FERGUSON, Mo. (AP) – As another protest on Ferguson’s beleaguered West Florissant Avenue began to turn rowdy, Jon Belmar was among the first to confront protesters.
Wearing neither a helmet nor a shield, the St. Louis County police chief strode directly toward demonstrators, telling them to get out of the street and urging calm.
“They’re not going to take the street tonight,” Belmar told an Associated Press reporter standing nearby. “That’s not going to happen.”
One night earlier, things turned dangerously violent when shots rang out and an 18-year-old black suspect was shot by police after he allegedly fired a handgun into an unmarked police van. Police used smoke to disperse the crowd. Three officers were injured.

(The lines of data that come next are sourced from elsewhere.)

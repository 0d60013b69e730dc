//! Queue Ledger and the credit port it pays through

pub mod ledger;
pub mod port;

pub use ledger::{
    QueueError, QueueLedger, QueueStorage, QueueTerms, STORAGE_LAYOUT_VERSION, VERSION,
};
pub use port::{CallPhase, CreditPort, MembershipView};
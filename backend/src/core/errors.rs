//! Error taxonomy
//!
//! Every component error maps onto one of these classes so callers can
//! branch on the class without matching each concrete variant.

use serde::{Deserialize, Serialize};
use std::fmt;

#[derive(Debug, Clone, Copy, PartialEq, Eq, Hash, Serialize, Deserialize)]
pub enum ErrorKind {
    /// Caller lacks the required role
    Authorization,
    /// Operation invalid for the current state
    State,
    /// Null or zero arguments, out-of-range indices, overflow
    Input,
    /// Balance or allowance below the required amount
    InsufficientFunds,
    /// Payment differs from the fixed unit price
    ExactPayment,
}

impl fmt::Display for ErrorKind {
    fn fmt(&self, f: &mut fmt::Formatter<'_>) -> fmt::Result {
        let name = match self {
            ErrorKind::Authorization => "AuthorizationError",
            ErrorKind::State => "StateError",
            ErrorKind::Input => "InputError",
            ErrorKind::InsufficientFunds => "InsufficientFundsError",
            ErrorKind::ExactPayment => "ExactPaymentError",
        };
        f.write_str(name)
    }
}
//! Domain models: the credit ledger, the queue book and the event log

pub mod event;
pub mod ledger;
pub mod queue_book;

// Re-exports
pub use event::{Event, EventLog, EventRecord};
pub use ledger::{CreditLedger, LedgerError, TokenMetadata};
pub use queue_book::QueueBook;
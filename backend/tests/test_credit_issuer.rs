//! Tests for the credit issuer
//!
//! Purchases mint `base + balance_before`, so balances from zero with base 1
//! follow 1, 3, 7, 15, 31.

use waitlist_core_rs::{
    tokens, Account, CreditIssuer, CreditLedger, ErrorKind, Event, IssuerError, Payout,
    TokenMetadata, WAD,
};

const PRICE: u128 = WAD / 100;

fn owner() -> Account {
    Account::new("0x0wner")
}

fn setup() -> (CreditIssuer, CreditLedger) {
    let mut ledger = CreditLedger::new(TokenMetadata::default());
    let issuer = CreditIssuer::new(owner(), ledger.address().clone(), PRICE, tokens(1)).unwrap();
    ledger.set_issuer(&owner(), issuer.address().clone()).unwrap();
    (issuer, ledger)
}

#[test]
fn test_first_purchase_mints_base() {
    let (mut issuer, mut ledger) = setup();
    let buyer = Account::new("0xb0b");

    let minted = issuer.buy(&buyer, PRICE, &mut ledger).unwrap();

    assert_eq!(minted, tokens(1));
    assert_eq!(ledger.balance_of(&buyer), tokens(1));
    assert_eq!(issuer.collected(), PRICE);
    assert_eq!(
        issuer.events().last(),
        Some(&Event::TokenPurchased {
            buyer: buyer.clone(),
            amount: tokens(1)
        })
    );
}

#[test]
fn test_purchases_compound() {
    let (mut issuer, mut ledger) = setup();
    let buyer = Account::new("0xb0b");

    let mut balances = Vec::new();
    for _ in 0..5 {
        issuer.buy(&buyer, PRICE, &mut ledger).unwrap();
        balances.push(ledger.balance_of(&buyer) / WAD);
    }

    assert_eq!(balances, vec![1, 3, 7, 15, 31]);
    assert_eq!(issuer.collected(), 5 * PRICE);
    assert!(ledger.supply_is_conserved());
}

#[test]
fn test_quote_matches_next_purchase() {
    let (mut issuer, mut ledger) = setup();
    let buyer = Account::new("0xb0b");
    issuer.buy(&buyer, PRICE, &mut ledger).unwrap();

    let quoted = issuer.quote(&buyer, &ledger).unwrap();
    let minted = issuer.buy(&buyer, PRICE, &mut ledger).unwrap();

    assert_eq!(quoted, minted);
    assert_eq!(minted, tokens(2));
}

#[test]
fn test_inexact_payment_rejected() {
    let (mut issuer, mut ledger) = setup();
    let buyer = Account::new("0xb0b");

    for payment in [0, PRICE - 1, PRICE + 1] {
        let err = issuer.buy(&buyer, payment, &mut ledger).unwrap_err();
        assert_eq!(err.kind(), ErrorKind::ExactPayment);
        assert!(err.to_string().starts_with("Must send exactly the token price"));
    }

    assert_eq!(issuer.collected(), 0);
    assert_eq!(ledger.total_supply(), 0);
}

#[test]
fn test_withdraw_by_custodian() {
    let (mut issuer, mut ledger) = setup();
    issuer.buy(&Account::new("0xb0b"), PRICE, &mut ledger).unwrap();
    issuer.buy(&Account::new("0xcar01"), PRICE, &mut ledger).unwrap();

    let payout = issuer.withdraw(&owner()).unwrap();

    assert_eq!(
        payout,
        Payout {
            to: owner(),
            amount: 2 * PRICE
        }
    );
    assert_eq!(issuer.collected(), 0);
}

#[test]
fn test_withdraw_by_stranger_rejected() {
    let (mut issuer, mut ledger) = setup();
    issuer.buy(&Account::new("0xb0b"), PRICE, &mut ledger).unwrap();

    let err = issuer.withdraw(&Account::new("0xb0b")).unwrap_err();

    assert_eq!(err.kind(), ErrorKind::Authorization);
    assert_eq!(issuer.collected(), PRICE);
}

#[test]
fn test_withdraw_with_nothing_collected() {
    let (mut issuer, _) = setup();

    let err = issuer.withdraw(&owner()).unwrap_err();

    assert_eq!(err, IssuerError::NothingToWithdraw);
    assert_eq!(err.to_string(), "No funds to withdraw");
    assert_eq!(err.kind(), ErrorKind::State);
}
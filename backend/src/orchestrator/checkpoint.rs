//! Checkpoint - Save/Load Waitlist State
//!
//! Serializes the complete state of a deployed waitlist so it can be
//! persisted and restored later.
//!
//! # Critical Invariants
//!
//! - **Supply Conservation**: balances in the snapshot sum to total supply
//! - **Queue Integrity**: no duplicate members, order and index agree
//! - **Wiring**: issuer and queue both reference the snapshot's ledger, and
//!   the ledger's minter is the snapshot's issuer
//! - **Config Matching**: state can only be loaded with matching config

use crate::core::account::{Account, Amount};
use crate::issuer::CreditIssuer;
use crate::models::ledger::CreditLedger;
use crate::orchestrator::engine::{Waitlist, WaitlistConfig, WaitlistError};
use crate::queue::{QueueLedger, QueueStorage};
use serde::{Deserialize, Serialize};
use sha2::{Digest, Sha256};
use std::collections::BTreeSet;
use tracing::info;

// ============================================================================
// Snapshot Structure
// ============================================================================

/// Complete waitlist state snapshot
#[derive(Debug, Clone, PartialEq, Eq, Serialize, Deserialize)]
pub struct WaitlistSnapshot {
    /// Configuration the waitlist was deployed with
    pub config: WaitlistConfig,

    /// SHA256 hash of `config` (for validation)
    pub config_hash: String,

    pub deployer: Account,

    pub ledger: CreditLedger,

    pub issuer: CreditIssuer,

    /// Queue storage as persisted between logic versions
    pub queue: QueueStorage,
}

impl WaitlistSnapshot {
    pub fn to_json(&self) -> Result<String, WaitlistError> {
        serde_json::to_string(self)
            .map_err(|e| WaitlistError::Serialization(format!("Snapshot encode failed: {}", e)))
    }

    pub fn from_json(json: &str) -> Result<Self, WaitlistError> {
        serde_json::from_str(json)
            .map_err(|e| WaitlistError::Serialization(format!("Snapshot decode failed: {}", e)))
    }
}

impl Waitlist {
    /// Capture the complete current state
    pub fn snapshot(&self) -> WaitlistSnapshot {
        WaitlistSnapshot {
            config: self.config().clone(),
            config_hash: self.config_hash().to_string(),
            deployer: self.deployer().clone(),
            ledger: self.ledger().clone(),
            issuer: self.issuer().clone(),
            queue: self.queue().storage().clone(),
        }
    }

    /// Rebuild a waitlist from a snapshot taken under `config`
    pub fn restore(
        snapshot: WaitlistSnapshot,
        config: &WaitlistConfig,
    ) -> Result<Self, WaitlistError> {
        let found = compute_config_hash(config)?;
        if found != snapshot.config_hash {
            return Err(WaitlistError::ConfigMismatch {
                expected: snapshot.config_hash,
                found,
            });
        }
        validate_snapshot(&snapshot)?;

        let queue = QueueLedger::attach(snapshot.queue)?;
        info!(
            ledger = %snapshot.ledger.address(),
            members = queue.queue_length(),
            "waitlist restored"
        );

        Ok(Waitlist::from_parts(
            snapshot.config,
            snapshot.config_hash,
            snapshot.deployer,
            snapshot.ledger,
            snapshot.issuer,
            queue,
        ))
    }
}

// ============================================================================
// Config Hashing
// ============================================================================

/// Compute deterministic SHA256 hash of config
///
/// Uses canonical JSON serialization with sorted keys so the hash does not
/// depend on field order.
pub fn compute_config_hash<T: Serialize>(config: &T) -> Result<String, WaitlistError> {
    use serde_json::Value;
    use std::collections::BTreeMap;

    let value = serde_json::to_value(config)
        .map_err(|e| WaitlistError::Serialization(format!("Config serialization failed: {}", e)))?;

    fn canonicalize(value: Value) -> Value {
        match value {
            Value::Object(map) => {
                let sorted: BTreeMap<String, Value> =
                    map.into_iter().map(|(k, v)| (k, canonicalize(v))).collect();
                Value::Object(sorted.into_iter().collect())
            }
            Value::Array(arr) => Value::Array(arr.into_iter().map(canonicalize).collect()),
            other => other,
        }
    }

    let json = serde_json::to_string(&canonicalize(value))
        .map_err(|e| WaitlistError::Serialization(format!("Config serialization failed: {}", e)))?;

    let mut hasher = Sha256::new();
    hasher.update(json.as_bytes());
    Ok(format!("{:x}", hasher.finalize()))
}

// ============================================================================
// Validation
// ============================================================================

/// Validate snapshot integrity
///
/// Checks:
/// - Embedded config is valid and matches its hash
/// - Supply conservation
/// - Queue uniqueness and order/index agreement
/// - Queue holding covers a full refund per member
/// - Issuer and queue reference the snapshot's ledger, and the ledger's
///   minter is the snapshot's issuer
/// - Queue terms, issuer pricing and token metadata agree with the config
pub fn validate_snapshot(snapshot: &WaitlistSnapshot) -> Result<(), WaitlistError> {
    // 0. Config integrity
    let found = compute_config_hash(&snapshot.config)?;
    if found != snapshot.config_hash {
        return Err(WaitlistError::ConfigMismatch {
            expected: snapshot.config_hash.clone(),
            found,
        });
    }
    snapshot.config.validate()?;

    // 1. Supply conservation
    if !snapshot.ledger.supply_is_conserved() {
        return Err(WaitlistError::StateValidation(format!(
            "Supply conservation violated: total supply {}",
            snapshot.ledger.total_supply()
        )));
    }

    // 2. Queue uniqueness
    let book = snapshot.queue.book();
    let mut seen = BTreeSet::new();
    for account in book.members() {
        if !seen.insert(account) {
            return Err(WaitlistError::StateValidation(format!(
                "Duplicate queue member: {}",
                account
            )));
        }
    }
    if !book.is_consistent() {
        return Err(WaitlistError::StateValidation(
            "Queue order and index disagree".to_string(),
        ));
    }

    // 3. Holding solvency
    let owed = (book.len() as Amount)
        .checked_mul(snapshot.queue.terms().registration_cost)
        .ok_or_else(|| {
            WaitlistError::StateValidation("Queue liability overflows".to_string())
        })?;
    let held = snapshot.ledger.balance_of(snapshot.queue.address());
    if held < owed {
        return Err(WaitlistError::StateValidation(format!(
            "Queue holding {} below liability {}",
            held, owed
        )));
    }

    // 4. Wiring
    let ledger = snapshot.ledger.address();
    if snapshot.issuer.ledger() != ledger {
        return Err(WaitlistError::StateValidation(format!(
            "Issuer bound to {}, snapshot ledger is {}",
            snapshot.issuer.ledger(),
            ledger
        )));
    }
    if snapshot.queue.ledger() != Some(ledger) {
        return Err(WaitlistError::StateValidation(format!(
            "Queue not bound to snapshot ledger {}",
            ledger
        )));
    }
    if snapshot.ledger.issuer() != Some(snapshot.issuer.address()) {
        return Err(WaitlistError::StateValidation(format!(
            "Ledger minter is not the snapshot issuer {}",
            snapshot.issuer.address()
        )));
    }

    // 5. Component state agrees with config
    let config = &snapshot.config;
    if snapshot.queue.terms() != &config.queue_terms() {
        return Err(WaitlistError::StateValidation(format!(
            "Queue terms {:?} differ from config",
            snapshot.queue.terms()
        )));
    }
    if snapshot.issuer.unit_price() != config.unit_price
        || snapshot.issuer.base_issuance() != config.base_issuance
    {
        return Err(WaitlistError::StateValidation(format!(
            "Issuer pricing (price {}, base {}) differs from config",
            snapshot.issuer.unit_price(),
            snapshot.issuer.base_issuance()
        )));
    }
    if snapshot.ledger.name() != config.token.name
        || snapshot.ledger.symbol() != config.token.symbol
        || snapshot.ledger.decimals() != config.token.decimals
    {
        return Err(WaitlistError::StateValidation(
            "Ledger token metadata differs from config".to_string(),
        ));
    }

    Ok(())
}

The scene was markedly different on Monday night and early Tuesday, after the St. Louis County executive declared a state of emergency, a move that gave Belmar – instead of interim Ferguson Police Chief Andre Anderson – control of security.
This time, the police presence was far greater. Officers lined several blocks of West Florissant, rather than staying confined to a smaller area. And each time protesters left the sidewalk for the street, police converged.
Unlike Sunday, there was no gunfire, no injuries and no reports of looting or property damage.
More than 20 people were arrested. Police never deployed smoke or tear gas, though they were at times pelted with water bottles and rocks.
Reaction from protesters was mixed.
“I think they took command out of the hands of the new chief of Ferguson pretty fast,” Charles Mayo, leader of a moderate protest group that has sought to improve relations between protesters and police, said Tuesday. “They put the response in Belmar’s hands. Me personally, I think Belmar did a great job.”
Ferguson resident and military veteran Hershel Myers Jr. criticized the police response as aggressive and unnecessary. He said Ferguson police should have been in charge.
“This is treatment we’ve been putting up with forever,” Myers said. “It’s always St. Louis County pushing us around and making up rules.”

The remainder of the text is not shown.